- _About this task_
Word for word, write out all of the entries that follow.

- _Input material_
..........
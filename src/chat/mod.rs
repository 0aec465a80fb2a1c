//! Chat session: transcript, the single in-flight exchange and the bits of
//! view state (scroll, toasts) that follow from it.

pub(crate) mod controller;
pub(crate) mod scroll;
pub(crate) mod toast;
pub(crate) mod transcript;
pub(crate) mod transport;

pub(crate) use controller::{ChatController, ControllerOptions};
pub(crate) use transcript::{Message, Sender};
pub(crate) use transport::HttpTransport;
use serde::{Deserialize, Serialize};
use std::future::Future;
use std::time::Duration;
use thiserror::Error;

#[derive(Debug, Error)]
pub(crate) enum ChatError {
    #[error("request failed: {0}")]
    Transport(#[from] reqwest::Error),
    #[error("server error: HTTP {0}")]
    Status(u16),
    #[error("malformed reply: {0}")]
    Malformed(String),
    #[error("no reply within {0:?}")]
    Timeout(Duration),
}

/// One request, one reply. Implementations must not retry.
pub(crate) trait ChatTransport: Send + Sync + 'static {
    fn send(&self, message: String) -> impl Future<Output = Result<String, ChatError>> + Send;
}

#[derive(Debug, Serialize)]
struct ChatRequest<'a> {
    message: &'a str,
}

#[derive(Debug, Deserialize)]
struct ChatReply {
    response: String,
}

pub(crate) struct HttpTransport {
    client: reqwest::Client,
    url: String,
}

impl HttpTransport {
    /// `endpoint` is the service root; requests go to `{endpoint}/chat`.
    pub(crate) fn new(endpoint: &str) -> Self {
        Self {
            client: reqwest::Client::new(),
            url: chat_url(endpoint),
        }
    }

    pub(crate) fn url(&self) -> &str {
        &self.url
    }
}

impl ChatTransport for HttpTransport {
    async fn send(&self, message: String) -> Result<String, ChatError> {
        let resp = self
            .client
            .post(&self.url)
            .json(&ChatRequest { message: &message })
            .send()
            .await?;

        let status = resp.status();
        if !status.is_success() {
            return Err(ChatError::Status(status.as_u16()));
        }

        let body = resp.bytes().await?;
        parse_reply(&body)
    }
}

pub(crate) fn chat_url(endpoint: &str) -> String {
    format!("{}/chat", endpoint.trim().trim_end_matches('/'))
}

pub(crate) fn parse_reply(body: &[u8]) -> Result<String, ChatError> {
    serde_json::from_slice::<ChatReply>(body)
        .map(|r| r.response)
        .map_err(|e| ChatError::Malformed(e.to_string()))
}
..........
- _The completed task_
filename src/chat/mod.rs
repository 0aec465a80fb2a1c
//! Chat session: transcript, the single in-flight exchange and the bits of
//! view state (scroll, toasts) that follow from it.

pub(crate) mod controller;
pub(crate) mod scroll;
pub(crate) mod toast;
pub(crate) mod transcript;
pub(crate) mod transport;

pub(crate) use controller::{ChatController, ControllerOptions};
pub(crate) use transcript::{Message, Sender};
pub(crate) use transport::HttpTransport;
use serde::{Deserialize, Serialize};
use std::future::Future;
use std::time::Duration;
use thiserror::Error;

#[derive(Debug, Error)]
pub(crate) enum ChatError {
    #[error("request failed: {0}")]
    Transport(#[from] reqwest::Error),
    #[error("server error: HTTP {0}")]
    Status(u16),
    #[error("malformed reply: {0}")]
    Malformed(String),
    #[error("no reply within {0:?}")]
    Timeout(Duration),
}

/// One request, one reply. Implementations must not retry.
pub(crate) trait ChatTransport: Send + Sync + 'static {
    fn send(&self, message: String) -> impl Future<Output = Result<String, ChatError>> + Send;
}

#[derive(Debug, Serialize)]
struct ChatRequest<'a> {
    message: &'a str,
}

#[derive(Debug, Deserialize)]
struct ChatReply {
    response: String,
}

pub(crate) struct HttpTransport {
    client: reqwest::Client,
    url: String,
}

impl HttpTransport {
    /// `endpoint` is the service root; requests go to `{endpoint}/chat`.
    pub(crate) fn new(endpoint: &str) -> Self {
        Self {
            client: reqwest::Client::new(),
            url: chat_url(endpoint),
        }
    }

    pub(crate) fn url(&self) -> &str {
        &self.url
    }
}

impl ChatTransport for HttpTransport {
    async fn send(&self, message: String) -> Result<String, ChatError> {
        let resp = self
            .client
            .post(&self.url)
            .json(&ChatRequest { message: &message })
            .send()
            .await?;

        let status = resp.status();
        if !status.is_success() {
            return Err(ChatError::Status(status.as_u16()));
        }

        let body = resp.bytes().await?;
        parse_reply(&body)
    }
}

pub(crate) fn chat_url(endpoint: &str) -> String {
    format!("{}/chat", endpoint.trim().trim_end_matches('/'))
}

pub(crate) fn parse_reply(body: &[u8]) -> Result<String, ChatError> {
    serde_json::from_slice::<ChatReply>(body)
        .map(|r| r.response)
        .map_err(|e| ChatError::Malformed(e.to_string()))
}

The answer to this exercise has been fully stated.